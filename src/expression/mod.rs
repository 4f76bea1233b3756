//! Expression engine.
//!
//! Expressions are parsed from infix text into a tree of function calls,
//! constant-folded where every input is a literal, and evaluated against a
//! [`PropertyContext`] that supplies variable and property values.
//!
//! Two bracketed forms build string templates:
//!
//! - `{text <Name> more}` evaluates to a string, with each `<Name>`
//!   replaced by the value of property `Name` (`<?X>` reads variable `X`,
//!   `<f(a)>` calls a function).
//! - `{{text}}` evaluates to a string that is itself expression text, to be
//!   built again with [`Expression::evaluate_expression`].

pub mod func;
mod parser;

use std::collections::{BTreeSet, HashMap};
use std::fmt;

use crate::error::ExpressionError;
use crate::value::Value;

pub use func::Func;

/// Supplies values for variables and named properties during evaluation.
pub trait PropertyContext {
    /// Value of a named property, as read by `get(Name)`.
    fn property(&self, name: &str) -> Option<Value>;

    /// Value of the variable `?name`.
    fn variable(&self, name: &str) -> Option<Value> {
        let _ = name;
        None
    }
}

impl PropertyContext for () {
    fn property(&self, _name: &str) -> Option<Value> {
        None
    }
}

impl PropertyContext for HashMap<String, Value> {
    fn property(&self, name: &str) -> Option<Value> {
        self.get(name).cloned()
    }

    fn variable(&self, name: &str) -> Option<Value> {
        self.get(name).cloned()
    }
}

#[derive(Debug, Clone, PartialEq)]
pub(crate) enum Node {
    Literal(Value),
    Variable(String),
    Call { func: Func, args: Vec<Node> },
}

/// A parsed, constant-folded expression.
///
/// # Examples
///
/// ```
/// use std::collections::HashMap;
/// use mendlog::{Expression, Value};
///
/// let expr = Expression::build("?Count >= 3 && ?Code == \"FO001\"").unwrap();
/// let mut vars = HashMap::new();
/// vars.insert("Count".to_string(), Value::Int(4));
/// vars.insert("Code".to_string(), Value::from("FO001"));
/// assert_eq!(expr.evaluate(&vars).unwrap(), Value::Bool(true));
/// ```
#[derive(Debug, Clone, PartialEq)]
pub struct Expression {
    root: Node,
}

impl Expression {
    /// Builds an expression from text.
    ///
    /// # Errors
    ///
    /// Returns [`ExpressionError::Parse`] for malformed text: unbalanced
    /// parentheses, unknown functions, missing operands or an empty input.
    pub fn build(text: &str) -> Result<Self, ExpressionError> {
        let trimmed = text.trim();
        if trimmed.is_empty() {
            return Err(ExpressionError::parse(text, "empty expression"));
        }
        let source = expand_template(trimmed);
        let root = parser::parse(&source).map_err(|reason| ExpressionError::parse(trimmed, reason))?;
        Ok(Self { root: fold(root) })
    }

    /// Wraps a constant.
    #[must_use]
    pub const fn literal(value: Value) -> Self {
        Self {
            root: Node::Literal(value),
        }
    }

    /// Returns the constant this expression folded to, if any.
    #[must_use]
    pub const fn as_literal(&self) -> Option<&Value> {
        match &self.root {
            Node::Literal(v) => Some(v),
            _ => None,
        }
    }

    /// Variable names referenced as `?Name`, without the `?`.
    #[must_use]
    pub fn variables(&self) -> Vec<String> {
        let mut out = BTreeSet::new();
        collect(&self.root, &mut |node| {
            if let Node::Variable(name) = node {
                out.insert(name.clone());
            }
        });
        out.into_iter().collect()
    }

    /// Property names read through `get(Name)` with a constant name.
    #[must_use]
    pub fn properties(&self) -> Vec<String> {
        let mut out = BTreeSet::new();
        collect(&self.root, &mut |node| {
            if let Node::Call {
                func: Func::Get,
                args,
            } = node
            {
                if let [Node::Literal(v)] = args.as_slice() {
                    out.insert(v.to_text());
                }
            }
        });
        out.into_iter().collect()
    }

    /// Evaluates against `ctx`.
    ///
    /// Unknown variables and properties evaluate to [`Value::Null`].
    ///
    /// # Errors
    ///
    /// Returns [`ExpressionError::Evaluation`] naming the innermost
    /// sub-expression whose function failed.
    pub fn evaluate(&self, ctx: &dyn PropertyContext) -> Result<Value, ExpressionError> {
        eval(&self.root, ctx)
    }

    /// Evaluates a `{{...}}` expression and builds the expression its
    /// result spells out.
    ///
    /// With `is_final` the result text is built as-is; otherwise it is
    /// built again as a `{...}` string template.
    pub fn evaluate_expression(
        &self,
        ctx: &dyn PropertyContext,
        is_final: bool,
    ) -> Result<Self, ExpressionError> {
        let text = self.evaluate(ctx)?.to_text();
        if is_final {
            Self::build(&text)
        } else {
            Self::build(&format!("{{{text}}}"))
        }
    }
}

impl fmt::Display for Expression {
    fn fmt(&self, f: &mut fmt::Formatter<'_>) -> fmt::Result {
        write!(f, "{}", self.root)
    }
}

impl fmt::Display for Node {
    fn fmt(&self, f: &mut fmt::Formatter<'_>) -> fmt::Result {
        match self {
            Self::Literal(v) => write!(f, "{v}"),
            Self::Variable(name) => write!(f, "?{name}"),
            Self::Call { func, args } => match (func.symbol(), args.as_slice()) {
                (Some(sym), [l, r]) => write!(f, "({l} {sym} {r})"),
                (Some(sym), [only]) => write!(f, "{sym}{only}"),
                _ => {
                    write!(f, "{}(", func.name())?;
                    for (i, a) in args.iter().enumerate() {
                        if i > 0 {
                            write!(f, ", ")?;
                        }
                        write!(f, "{a}")?;
                    }
                    write!(f, ")")
                }
            },
        }
    }
}

fn collect(node: &Node, visit: &mut impl FnMut(&Node)) {
    visit(node);
    if let Node::Call { args, .. } = node {
        for a in args {
            collect(a, visit);
        }
    }
}

fn eval(node: &Node, ctx: &dyn PropertyContext) -> Result<Value, ExpressionError> {
    let wrap = |source| ExpressionError::Evaluation {
        expression: node.to_string(),
        source,
    };
    match node {
        Node::Literal(v) => Ok(v.clone()),
        Node::Variable(name) => Ok(ctx.variable(name).unwrap_or_default()),
        Node::Call {
            func: func @ (Func::And | Func::Or),
            args,
        } => {
            let short_circuit = *func == Func::Or;
            for a in args {
                let v = eval(a, ctx)?;
                let b = func.invoke(&[v]).map_err(wrap)?;
                if b == Value::Bool(short_circuit) {
                    return Ok(b);
                }
            }
            Ok(Value::Bool(!short_circuit))
        }
        Node::Call {
            func: Func::Iif,
            args,
        } => {
            let cond = eval(&args[0], ctx)?;
            let pick = Func::Not.invoke(&[cond]).map_err(wrap)?;
            eval(&args[if pick == Value::Bool(false) { 1 } else { 2 }], ctx)
        }
        Node::Call {
            func: Func::Get,
            args,
        } => {
            let name = eval(&args[0], ctx)?.to_text();
            Ok(ctx.property(&name).unwrap_or_default())
        }
        Node::Call { func, args } => {
            let values = args
                .iter()
                .map(|a| eval(a, ctx))
                .collect::<Result<Vec<_>, _>>()?;
            func.invoke(&values).map_err(wrap)
        }
    }
}

/// Replaces calls whose arguments are all literals by their value.
///
/// A call that fails to evaluate is left in place so the error surfaces,
/// with context, when the expression is evaluated.
fn fold(node: Node) -> Node {
    match node {
        Node::Call { func, args } => {
            let args: Vec<Node> = args.into_iter().map(fold).collect();
            let foldable =
                func.is_foldable() && args.iter().all(|a| matches!(a, Node::Literal(_)));
            let call = Node::Call { func, args };
            if foldable {
                if let Ok(v) = eval(&call, &()) {
                    return Node::Literal(v);
                }
            }
            call
        }
        other => other,
    }
}

/// Rewrites `{...}` / `{{...}}` into `add(...)` / `expression(...)` calls.
fn expand_template(text: &str) -> String {
    let (inner, wrapper) = if text.starts_with("{{") && text.ends_with("}}") && text.len() >= 4 {
        (&text[2..text.len() - 2], "expression")
    } else if text.starts_with('{') && text.ends_with('}') && text.len() >= 2 {
        (&text[1..text.len() - 1], "add")
    } else {
        return text.to_string();
    };

    let mut out = format!("{wrapper}(\"");
    let mut rest = inner;
    while let Some(open) = rest.find('<') {
        let after = &rest[open + 1..];
        let placeholder = after.find('>').map(|close| &after[..close]).filter(|name| {
            !name.is_empty()
                && name
                    .chars()
                    .all(|c| c.is_alphanumeric() || "_#:.()/?".contains(c))
        });
        match placeholder {
            Some(name) => {
                push_escaped(&mut out, &rest[..open]);
                out.push_str("\",");
                if name.starts_with('?') || name.contains('(') {
                    out.push_str(name);
                } else {
                    out.push_str(&format!("get({name})"));
                }
                out.push_str(",\"");
                rest = &after[name.len() + 1..];
            }
            None => {
                push_escaped(&mut out, &rest[..=open]);
                rest = after;
            }
        }
    }
    push_escaped(&mut out, rest);
    out.push_str("\")");
    out
}

fn push_escaped(out: &mut String, text: &str) {
    for c in text.chars() {
        if c == '"' || c == '\\' {
            out.push('\\');
        }
        out.push(c);
    }
}

#[cfg(test)]
mod tests {
    use super::*;

    fn vars(pairs: &[(&str, Value)]) -> HashMap<String, Value> {
        pairs
            .iter()
            .map(|(k, v)| ((*k).to_string(), v.clone()))
            .collect()
    }

    #[test]
    fn test_constant_expression_folds() {
        let e = Expression::build("(1 + 2) * 4 == 12").unwrap();
        assert_eq!(e.as_literal(), Some(&Value::Bool(true)));
    }

    #[test]
    fn test_folding_matches_unfolded_evaluation() {
        let text = "((10 % 4) + 3 * 2) / 2";
        let folded = Expression::build(text).unwrap();
        let unfolded = Expression {
            root: parser::parse(text).unwrap(),
        };
        assert!(folded.as_literal().is_some());
        assert!(unfolded.as_literal().is_none());
        assert_eq!(folded.evaluate(&()).unwrap(), unfolded.evaluate(&()).unwrap());
    }

    #[test]
    fn test_variables_are_not_folded() {
        let e = Expression::build("?X + 1").unwrap();
        assert!(e.as_literal().is_none());
        assert_eq!(e.variables(), vec!["X".to_string()]);
        let ctx = vars(&[("X", Value::Int(41))]);
        assert_eq!(e.evaluate(&ctx).unwrap(), Value::Int(42));
    }

    #[test]
    fn test_unbound_variable_is_null() {
        let e = Expression::build("?Missing == null").unwrap();
        assert_eq!(e.evaluate(&()).unwrap(), Value::Bool(true));
    }

    #[test]
    fn test_now_is_never_folded() {
        let e = Expression::build("now()").unwrap();
        assert!(e.as_literal().is_none());
        let e = Expression::build("len(guid()) == 36").unwrap();
        assert!(e.as_literal().is_none());
        assert_eq!(e.evaluate(&()).unwrap(), Value::Bool(true));
    }

    #[test]
    fn test_short_circuit_skips_failing_branch() {
        let e = Expression::build("?Ok || (1 / 0 == 1)").unwrap();
        let ctx = vars(&[("Ok", Value::Bool(true))]);
        assert_eq!(e.evaluate(&ctx).unwrap(), Value::Bool(true));
    }

    #[test]
    fn test_evaluation_error_names_sub_expression() {
        let e = Expression::build("?X + 1 / 0").unwrap();
        let err = e.evaluate(&vars(&[("X", Value::Int(1))])).unwrap_err();
        match err {
            ExpressionError::Evaluation { expression, .. } => assert_eq!(expression, "(1 / 0)"),
            other => panic!("unexpected {other:?}"),
        }
    }

    #[test]
    fn test_integer_overflow_reports_evaluation_error() {
        let ctx = vars(&[("A", Value::Int(i64::MIN)), ("B", Value::Int(-1))]);
        for text in ["?A % ?B", "?A / ?B", "-(?A)"] {
            let err = Expression::build(text).unwrap().evaluate(&ctx).unwrap_err();
            assert!(err.to_string().contains("integer overflow"), "{text}: {err}");
        }

        // Constant folding leaves the failing call for evaluation time.
        let e = Expression::build("-9223372036854775808 % -1").unwrap();
        assert!(e.as_literal().is_none());
        assert!(e.evaluate(&()).is_err());
        assert!(Expression::build("-(-9223372036854775808)").unwrap().evaluate(&()).is_err());
    }

    #[test]
    fn test_negated_operand_after_operator() {
        let ctx = vars(&[("X", Value::Int(5)), ("A", Value::Int(-3))]);
        assert_eq!(Expression::build("2 * -?X").unwrap().evaluate(&ctx).unwrap(), Value::Int(-10));
        assert_eq!(Expression::build("?A > -?X").unwrap().evaluate(&ctx).unwrap(), Value::Bool(true));
    }

    #[test]
    fn test_parse_error_reports_original_text() {
        let err = Expression::build("(1 + ").unwrap_err();
        assert!(matches!(err, ExpressionError::Parse { ref expression, .. } if expression == "(1 +"));
    }

    #[test]
    fn test_string_template_substitutes_properties() {
        let e = Expression::build("{Node <NodeName> reported \"<Code>\"}").unwrap();
        assert_eq!(e.properties(), vec!["Code".to_string(), "NodeName".to_string()]);
        let ctx = vars(&[("NodeName", Value::from("_Node_0")), ("Code", Value::from("FO001"))]);
        assert_eq!(
            e.evaluate(&ctx).unwrap(),
            Value::from("Node _Node_0 reported \"FO001\"")
        );
    }

    #[test]
    fn test_template_reads_variables_and_calls() {
        let e = Expression::build("{<?Count> x <lower(?Name)>}").unwrap();
        let ctx = vars(&[("Count", Value::Int(3)), ("Name", Value::from("OK"))]);
        assert_eq!(e.evaluate(&ctx).unwrap(), Value::from("3 x ok"));
    }

    #[test]
    fn test_template_keeps_plain_angle_brackets() {
        let e = Expression::build("{a < b}").unwrap();
        assert_eq!(e.as_literal(), Some(&Value::from("a < b")));
    }

    #[test]
    fn test_expression_template_builds_again() {
        let e = Expression::build("{{<Metric> > 5}}").unwrap();
        let ctx = vars(&[("Metric", Value::Int(9))]);
        let built = e.evaluate_expression(&ctx, true).unwrap();
        assert_eq!(built.as_literal(), Some(&Value::Bool(true)));

        let deferred = e.evaluate_expression(&ctx, false).unwrap();
        assert_eq!(deferred.as_literal(), Some(&Value::from("9 > 5")));
    }

    #[test]
    fn test_match_operator() {
        let e = Expression::build("?Code ~~ \"^FO0[0-9]+$\"").unwrap();
        assert_eq!(
            e.evaluate(&vars(&[("Code", Value::from("FO002"))])).unwrap(),
            Value::Bool(true)
        );
    }

    #[test]
    fn test_display_round_trips() {
        let e = Expression::build("?A > 1 && !contains(?B, \"x\")").unwrap();
        let again = Expression::build(&e.to_string()).unwrap();
        assert_eq!(e, again);
    }
}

AIM OF THE TASK –
Transcribe only, please, the lines from the first line of the records through the line with "impl PropertyContext for ()". Both of those lines are included.

RESPONSE AREA –
filename src/expression/mod.rs
repository 4f76bea1233b3756
//! Expression engine.
//!
//! Expressions are parsed from infix text into a tree of function calls,
//! constant-folded where every input is a literal, and evaluated against a
//! [`PropertyContext`] that supplies variable and property values.
//!
//! Two bracketed forms build string templates:
//!
//! - `{text <Name> more}` evaluates to a string, with each `<Name>`
//!   replaced by the value of property `Name` (`<?X>` reads variable `X`,
//!   `<f(a)>` calls a function).
//! - `{{text}}` evaluates to a string that is itself expression text, to be
//!   built again with [`Expression::evaluate_expression`].

pub mod func;
mod parser;

use std::collections::{BTreeSet, HashMap};
use std::fmt;

use crate::error::ExpressionError;
use crate::value::Value;

pub use func::Func;

/// Supplies values for variables and named properties during evaluation.
pub trait PropertyContext {
    /// Value of a named property, as read by `get(Name)`.
    fn property(&self, name: &str) -> Option<Value>;

    /// Value of the variable `?name`.
    fn variable(&self, name: &str) -> Option<Value> {
        let _ = name;
        None
    }
}

impl PropertyContext for () {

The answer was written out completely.